Second, safety by default. Authorization should be designed so that the easiest path is the secure path. This means integrating checks early in the development process — at the CI/CD stage, in pre-commit hooks, in development environments. Developers encounter authorization constraints before they write code that violates them.
Third, transparency. Every access decision should be observable and auditable — not just at a high level, but with real-time visibility into the decision logic. Why was this request approved or denied? What rules applied? Which organizational policies mattered? This transparency lets developers debug authorization logic when it goes wrong, and lets compliance teams prove that access is being governed correctly.
“Simplicity makes authorization easier to embed consistently,” Agarwal says. “Safety by default removes the question of whether to check authorization. Transparency makes it impossible to hide authorization gaps. They work together.”
The Blast Radius of Infrastructure
One concept that Agarwal has used to clarify thinking about authorization is what he calls “blast radius.” In a typical application bug — a defective search filter, a miscalculated price, a display glitch — the impact is localized. One feature breaks. One user is confused. One order is incorrect. The blast radius is bounded.

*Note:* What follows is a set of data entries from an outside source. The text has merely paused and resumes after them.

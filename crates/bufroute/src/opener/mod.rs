//! Window attachment policy.
//!
//! The opener turns a requested attachment style into the ordered host
//! operations that present a resource: either focus a view that already shows
//! the resource, or open a split (or tab) and attach the resource to it. The
//! policy itself is pure; the [`Router`](crate::router::Router) executes the
//! resulting plan against a [`Host`](crate::host::Host).

use std::fmt;
use std::str::FromStr;

use serde::{Deserialize, Serialize};

use crate::error::RouterError;
use crate::host::ViewId;

/// Placement of the view that presents a resource.
#[derive(Debug, Clone, Copy, Default, PartialEq, Eq, Hash, Serialize, Deserialize)]
#[serde(rename_all = "lowercase")]
pub enum SplitStyle {
    /// Reuse the current window.
    #[default]
    None,
    /// Full-width split at the top of the screen.
    Top,
    /// Split above the current window.
    Above,
    /// Split below the current window.
    Below,
    /// Full-width split at the bottom of the screen.
    Bottom,
    /// Full-height split at the far left.
    Leftmost,
    /// Split left of the current window.
    Left,
    /// Split right of the current window.
    Right,
    /// Full-height split at the far right.
    Rightmost,
    /// A new tab page.
    Tab,
}

#[derive(Debug, Clone, Copy, PartialEq, Eq)]
enum Direction {
    TopLeft,
    AboveLeft,
    BelowRight,
    BotRight,
}

#[derive(Debug, Clone, Copy, PartialEq, Eq)]
enum Orientation {
    Horizontal,
    Vertical,
}

impl SplitStyle {
    /// Every style, in declaration order.
    pub const ALL: [Self; 10] = [
        Self::None,
        Self::Top,
        Self::Above,
        Self::Below,
        Self::Bottom,
        Self::Leftmost,
        Self::Left,
        Self::Right,
        Self::Rightmost,
        Self::Tab,
    ];

    /// Returns the lowercase name of the style.
    #[must_use]
    pub const fn as_str(self) -> &'static str {
        match self {
            Self::None => "none",
            Self::Top => "top",
            Self::Above => "above",
            Self::Below => "below",
            Self::Bottom => "bottom",
            Self::Leftmost => "leftmost",
            Self::Left => "left",
            Self::Right => "right",
            Self::Rightmost => "rightmost",
            Self::Tab => "tab",
        }
    }

    /// Returns the host's native command that opens this placement.
    ///
    /// `None` opens nothing and yields `None`.
    #[must_use]
    pub const fn host_command(self) -> Option<&'static str> {
        match self {
            Self::None => None,
            Self::Top => Some("topleft split"),
            Self::Above => Some("aboveleft split"),
            Self::Below => Some("belowright split"),
            Self::Bottom => Some("botright split"),
            Self::Leftmost => Some("topleft vsplit"),
            Self::Left => Some("aboveleft vsplit"),
            Self::Right => Some("belowright vsplit"),
            Self::Rightmost => Some("botright vsplit"),
            Self::Tab => Some("tabnew"),
        }
    }

    /// Classifies the host's modifier keywords into a split style.
    ///
    /// Keywords are whitespace separated and may be abbreviated the way the
    /// host accepts them (`vert`, `bo`, `abo`, ...). `tab` wins over every
    /// direction and orientation. A direction combined with `vertical` selects
    /// the left/right family; otherwise the above/below family. An
    /// orientation without a direction uses the host's default placement.
    ///
    /// # Errors
    ///
    /// Returns [`RouterError::InvalidModifier`] for unknown keywords, two
    /// different directions, or conflicting orientations.
    ///
    /// # Example
    ///
    /// ```
    /// use bufroute::opener::SplitStyle;
    ///
    /// assert_eq!(SplitStyle::classify("vertical botright").unwrap(), SplitStyle::Rightmost);
    /// assert_eq!(SplitStyle::classify("aboveleft").unwrap(), SplitStyle::Above);
    /// assert_eq!(SplitStyle::classify("tab topleft").unwrap(), SplitStyle::Tab);
    /// assert_eq!(SplitStyle::classify("").unwrap(), SplitStyle::None);
    /// ```
    pub fn classify(modifiers: &str) -> Result<Self, RouterError> {
        let mut tab = false;
        let mut direction: Option<Direction> = None;
        let mut orientation: Option<Orientation> = None;

        for keyword in modifiers.split_whitespace() {
            match parse_keyword(keyword) {
                Some(Keyword::Tab) => tab = true,
                Some(Keyword::Direction(next)) => match direction {
                    Some(current) if current != next => {
                        return Err(RouterError::invalid_modifier(
                            modifiers,
                            "conflicting split directions",
                        ));
                    }
                    _ => direction = Some(next),
                },
                Some(Keyword::Orientation(next)) => match orientation {
                    Some(current) if current != next => {
                        return Err(RouterError::invalid_modifier(
                            modifiers,
                            "cannot split both vertically and horizontally",
                        ));
                    }
                    _ => orientation = Some(next),
                },
                None => {
                    return Err(RouterError::invalid_modifier(
                        modifiers,
                        format!("unrecognised keyword '{keyword}'"),
                    ));
                }
            }
        }

        if tab {
            return Ok(Self::Tab);
        }
        let vertical = orientation == Some(Orientation::Vertical);
        let style = match (direction, vertical) {
            (None, _) if orientation.is_none() => Self::None,
            (None, true) => Self::Left,
            (None, false) => Self::Above,
            (Some(Direction::TopLeft), false) => Self::Top,
            (Some(Direction::AboveLeft), false) => Self::Above,
            (Some(Direction::BelowRight), false) => Self::Below,
            (Some(Direction::BotRight), false) => Self::Bottom,
            (Some(Direction::TopLeft), true) => Self::Leftmost,
            (Some(Direction::AboveLeft), true) => Self::Left,
            (Some(Direction::BelowRight), true) => Self::Right,
            (Some(Direction::BotRight), true) => Self::Rightmost,
        };
        Ok(style)
    }
}

#[derive(Debug, Clone, Copy)]
enum Keyword {
    Tab,
    Direction(Direction),
    Orientation(Orientation),
}

/// Matches a keyword against the host's abbreviation rules: every prefix of
/// the full keyword at least as long as the minimal abbreviation.
fn parse_keyword(keyword: &str) -> Option<Keyword> {
    const KEYWORDS: &[(&str, usize, Keyword)] = &[
        ("tab", 3, Keyword::Tab),
        ("vertical", 4, Keyword::Orientation(Orientation::Vertical)),
        ("horizontal", 3, Keyword::Orientation(Orientation::Horizontal)),
        ("topleft", 2, Keyword::Direction(Direction::TopLeft)),
        ("botright", 2, Keyword::Direction(Direction::BotRight)),
        ("aboveleft", 3, Keyword::Direction(Direction::AboveLeft)),
        ("leftabove", 5, Keyword::Direction(Direction::AboveLeft)),
        ("belowright", 3, Keyword::Direction(Direction::BelowRight)),
        ("rightbelow", 6, Keyword::Direction(Direction::BelowRight)),
    ];

    let lower = keyword.to_ascii_lowercase();
    KEYWORDS
        .iter()
        .find(|(full, min, _)| lower.len() >= *min && full.starts_with(lower.as_str()))
        .map(|(_, _, keyword)| *keyword)
}

impl fmt::Display for SplitStyle {
    fn fmt(&self, f: &mut fmt::Formatter<'_>) -> fmt::Result {
        f.write_str(self.as_str())
    }
}

impl FromStr for SplitStyle {
    type Err = RouterError;

    fn from_str(value: &str) -> Result<Self, Self::Err> {
        Self::ALL
            .into_iter()
            .find(|style| style.as_str().eq_ignore_ascii_case(value))
            .ok_or_else(|| RouterError::invalid_modifier(value, "unknown split style"))
    }
}

/// Options controlling how a resource is presented.
#[derive(Debug, Clone, Copy, Default, PartialEq, Eq, Serialize, Deserialize)]
#[serde(default)]
pub struct OpenerOptions {
    /// Focus an existing view of the resource instead of opening a new one.
    pub reuse: bool,
    /// Placement of a newly opened view.
    pub split: SplitStyle,
}

impl OpenerOptions {
    /// Options that reuse an existing view when one exists.
    #[must_use]
    pub fn reusing() -> Self {
        Self {
            reuse: true,
            split: SplitStyle::None,
        }
    }

    /// Options that open a fresh view with the given placement.
    #[must_use]
    pub fn split(split: SplitStyle) -> Self {
        Self {
            reuse: false,
            split,
        }
    }
}

/// A single host view-management step.
#[derive(Debug, Clone, PartialEq, Eq)]
pub enum HostOp {
    /// Focus an existing view.
    FocusView(ViewId),
    /// Open a split window with the given placement.
    OpenSplit(SplitStyle),
    /// Open a new tab page.
    OpenTab,
    /// Attach the named resource to the current window.
    Attach(String),
}

/// Plans the host operations that present `name`.
///
/// `existing` is the view currently displaying `name`, if any; it is only
/// honoured when `options.reuse` is set.
#[must_use]
pub fn plan(name: &str, options: OpenerOptions, existing: Option<ViewId>) -> Vec<HostOp> {
    if options.reuse {
        if let Some(view) = existing {
            return vec![HostOp::FocusView(view)];
        }
    }

    let mut ops = Vec::with_capacity(2);
    match options.split {
        SplitStyle::None => {}
        SplitStyle::Tab => ops.push(HostOp::OpenTab),
        split => ops.push(HostOp::OpenSplit(split)),
    }
    ops.push(HostOp::Attach(name.to_owned()));
    ops
}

Authorization failures have a different character. When authorization logic breaks, it doesn’t affect a single feature or user. It affects every feature, every user, every organization. It’s not a localized bug. It’s a category of failure that can compromise the entire system.

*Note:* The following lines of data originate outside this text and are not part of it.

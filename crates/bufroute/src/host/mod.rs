//! Host editor collaborator.
//!
//! The router never owns views. Every buffer and window primitive it needs is
//! expressed through the [`Host`] trait so the core can be embedded in any
//! editor that can attach named resources to views and signal when a view
//! needs content or wants to be written back.
//!
//! Hosts deliver signals one at a time; the router relies on that
//! serialisation instead of locking per view.

#[cfg(any(test, feature = "test-support"))]
pub mod memory;

use crate::error::HostError;
use crate::opener::SplitStyle;

/// Opaque identifier of a host view.
pub type ViewId = u64;

/// Handle returned by the host when the router's read signal is bound.
#[derive(Debug, Clone, Copy, PartialEq, Eq, Hash)]
pub struct SignalHandle(pub u64);

/// View and command primitives provided by the host editor.
#[cfg_attr(test, mockall::automock)]
pub trait Host {
    /// Returns the view currently displaying `name`, if any.
    fn find_view(&self, name: &str) -> Option<ViewId>;

    /// Moves focus to an existing view.
    ///
    /// # Errors
    ///
    /// Returns a [`HostError`] when the view no longer exists.
    fn focus_view(&mut self, view: ViewId) -> Result<(), HostError>;

    /// Opens a split window with the given placement and focuses it.
    ///
    /// # Errors
    ///
    /// Returns a [`HostError`] when the host cannot split.
    fn open_split(&mut self, split: SplitStyle) -> Result<(), HostError>;

    /// Opens a new tab page and focuses it.
    ///
    /// # Errors
    ///
    /// Returns a [`HostError`] when the host cannot open a tab.
    fn open_tab(&mut self) -> Result<(), HostError>;

    /// Attaches `name` to the focused window.
    ///
    /// The host signals a read for the new view afterwards; attaching never
    /// populates content itself.
    ///
    /// # Errors
    ///
    /// Returns a [`HostError`] when the view cannot be created.
    fn attach(&mut self, name: &str) -> Result<ViewId, HostError>;

    /// Creates a view for `name` that is not displayed in any window.
    ///
    /// Unlike [`Host::attach`], no read signal follows.
    ///
    /// # Errors
    ///
    /// Returns a [`HostError`] when the view cannot be created.
    fn create_hidden_view(&mut self, name: &str) -> Result<ViewId, HostError>;

    /// Returns the current name of a view.
    ///
    /// # Errors
    ///
    /// Returns a [`HostError`] when the view does not exist.
    fn view_name(&self, view: ViewId) -> Result<String, HostError>;

    /// Returns the content of a view.
    ///
    /// # Errors
    ///
    /// Returns a [`HostError`] when the view does not exist.
    fn lines(&self, view: ViewId) -> Result<Vec<String>, HostError>;

    /// Replaces the content of a view.
    ///
    /// # Errors
    ///
    /// Returns a [`HostError`] when the view does not exist or rejects edits.
    fn set_lines(&mut self, view: ViewId, lines: &[String]) -> Result<(), HostError>;

    /// Sets the view's "unsaved changes" flag.
    ///
    /// # Errors
    ///
    /// Returns a [`HostError`] when the view does not exist.
    fn set_modified(&mut self, view: ViewId, modified: bool) -> Result<(), HostError>;

    /// Allows or forbids further edits to a view.
    ///
    /// # Errors
    ///
    /// Returns a [`HostError`] when the view does not exist.
    fn set_modifiable(&mut self, view: ViewId, modifiable: bool) -> Result<(), HostError>;

    /// Records which registered path produced the view.
    ///
    /// # Errors
    ///
    /// Returns a [`HostError`] when the view does not exist.
    fn set_marker(&mut self, view: ViewId, path: &str) -> Result<(), HostError>;

    /// Routes the host's "read this resource" signal for every name under
    /// `scheme` to the remotely callable `operation`.
    ///
    /// # Errors
    ///
    /// Returns a [`HostError`] when the host refuses the binding.
    fn register_read_signal(
        &mut self,
        scheme: &str,
        operation: &str,
    ) -> Result<SignalHandle, HostError>;

    /// Routes the host's "write this resource" signal for one view to the
    /// remotely callable `operation`.
    ///
    /// The router calls this once per view, when the view first loads
    /// writable; reloads of an already writable view do not register again.
    ///
    /// # Errors
    ///
    /// Returns a [`HostError`] when the view does not exist.
    fn register_write_signal(&mut self, view: ViewId, operation: &str) -> Result<(), HostError>;

    /// Defines a user command that forwards its arguments and modifiers for
    /// `path` to the remotely callable `operation`.
    ///
    /// # Errors
    ///
    /// Returns a [`HostError`] when the command cannot be defined.
    fn register_command(
        &mut self,
        command: &str,
        path: &str,
        operation: &str,
    ) -> Result<(), HostError>;
}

That asymmetry changes how infrastructure engineers think about design, testing, and rollout. Authorization sits beneath every workflow — compliance documentation, financial data, internal security tools, and increasingly, AI-powered automation. You don’t treat it as code that can be iterated on lightly. You don’t treat authorization bugs as something you’ll fix in the next sprint. You build authorization so that failure is unlikely.
“At some point in your growth, authorization stops being a feature and becomes an invariant,” Agarwal says. “It has to be. If your organization is using your platform for mission-critical work, they need to know with absolute certainty that access control is not going to break.”
The architecture Agarwal designed during Vanta’s early growth continues to serve the platform at its current scale. That longevity is intentional. He describes the philosophy as “design for the organization you will become” — anticipating the failure modes of a system that will eventually serve thousands of organizations, and building the guardrails to prevent them, before the complexity arrives.
“The goal is architectural durability,” he notes. “You build enforcement mechanisms, validation pipelines, and monitoring into the system itself so that correctness is a property of the architecture, not something that depends on any individual engineer’s vigilance.”
Looking Ahead
Agarwal describes himself as a platform engineer at heart — someone focused on building systems that endure complexity and growth.
Over the next decade, he believes enterprise software will undergo a transformation similar to the era of cloud migration. Just as companies had to rethink deployment architectures, they must now rethink access governance in the context of machine-speed automation. As AI agents begin operating within enterprise environments — reading data, triggering workflows, and making decisions autonomously — authorization becomes the system that determines how confidently organizations can automate.
“If we get this right,” he says, “AI agents will automate enormous amounts of work without introducing systemic vulnerabilities.”
In enterprise systems, innovation may move quickly.
Trust must last longer.
Agarwal has spent his career making sure it does.